What's the consensus on the northbound climb of Old Topanga? Is it steeper/tougher than the southbound direction or is it easier? I'm thinking of giving it a try. I usually ride this southbound but almost always see riders climbing in the opposite direction. Thanks.


----------



## endo verendo

il sogno said:


> What's the consensus on the northbound climb of Old Topanga? Is it steeper/tougher than the southbound direction or is it easier? I'm thinking of giving it a try. I usually ride this southbound but almost always see riders climbing in the opposite direction. Thanks.


Considering that the Southbound route isn't much of a climb (it's over just as you get into a rythem) you should expect the Northbound route a lot longer but I wouldn't say it's steeper. I like it much better than just going up Topanga because it's way more scenic and less crowded.


----------



## jptaylorsg

*Where is it?*

Where do you guys live/ride? I live in Granada Hills, so that ride might be doable when I get in a bit better shape. Where is it? I know of Topanga over the hill to Malibu. Is it adjacent?


----------



## endo verendo

If you're going toward the coast from the Valley hang a right on Mullholland Hwy.and veer left on Old Topanga. It spits you out in Topanga Cyn. Village at the Inn of the 7th Ray.


----------



## il sogno

jptaylorsg said:


> Where do you guys live/ride? I live in Granada Hills, so that ride might be doable when I get in a bit better shape. Where is it? I know of Topanga over the hill to Malibu. Is it adjacent?
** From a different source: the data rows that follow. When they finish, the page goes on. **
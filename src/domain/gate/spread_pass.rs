use super::{Pass, PassContext, Selection};
use crate::domain::id::SourceId;
use crate::domain::pick::{PassKind, SpreadAnalysis};

/// Selects the winner every source's predicted score agrees on.
///
/// Margin over spread is the blended margin plus the quoted line for that
/// side. The pass stays silent unless the primary source alone covers the
/// line.
#[derive(Debug, Clone)]
pub struct SpreadPass {
    primary: SourceId,
}

impl SpreadPass {
    #[must_use]
    pub const fn new(primary: SourceId) -> Self {
        Self { primary }
    }
}

impl Pass for SpreadPass {
    fn kind(&self) -> PassKind {
        PassKind::Spread
    }

    fn select(&self, ctx: &PassContext<'_>) -> Option<Selection> {
        let components = &ctx.prediction.components;
        let side = components.first()?.forecast.score_winner()?;
        if components
            .iter()
            .any(|c| c.forecast.score_winner() != Some(side))
        {
            return None;
        }

        let line = ctx.game.spread?.for_side(side);
        let blended_margin = ctx.prediction.blended_margin(side)?;
        let primary_margin = ctx.prediction.component(&self.primary)?.forecast.margin(side)?;
        let confirmed = primary_margin > -line;
        if !confirmed {
            return None;
        }

        Some(Selection {
            pass: self.kind(),
            side,
            spread: Some(SpreadAnalysis {
                line,
                blended_margin,
                primary_margin,
                margin_over_spread: blended_margin + line,
                confirmed,
            }),
        })
    }
}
Old Topanga is a great road to bicycle on. It parallels Topanga Hwy 27 just to the west of it. As you ride southbound the bottom part of the climb hovers around 8%-9%. sometimes a little steeper, sometimes not. Then you get to the switchbacks which are considerably less steep. It's not a very long climb. No longer than maybe 3 miles total (I'm guessing here). Very pretty though and a lot less trafficked than Topanga Cyn Blvd. 

The downhill is fun. Switchbacked, and then rolling down alongside a creekbed, past rock formations and horse farms. Like Endo says it spits you out onto Topanga Cyn Blvd. right around where the Topanga post office is. 

I usually go over this way than make a left onto Topanga and climb back into the valley (I live in Sherman Oaks).. The climb of Topanga Blvd. by the way is not difficult. It goes on for a bit, say 5-6 miles but the first 3 miles or so are at a 2%-3% incline. The last two miles have inclines of about 5%-6%.


----------



## -CM-

One of my favorite roads. If you can go one way on it, you can ride the other without a problem, though I'd say northbound is the more challenging direction.


----------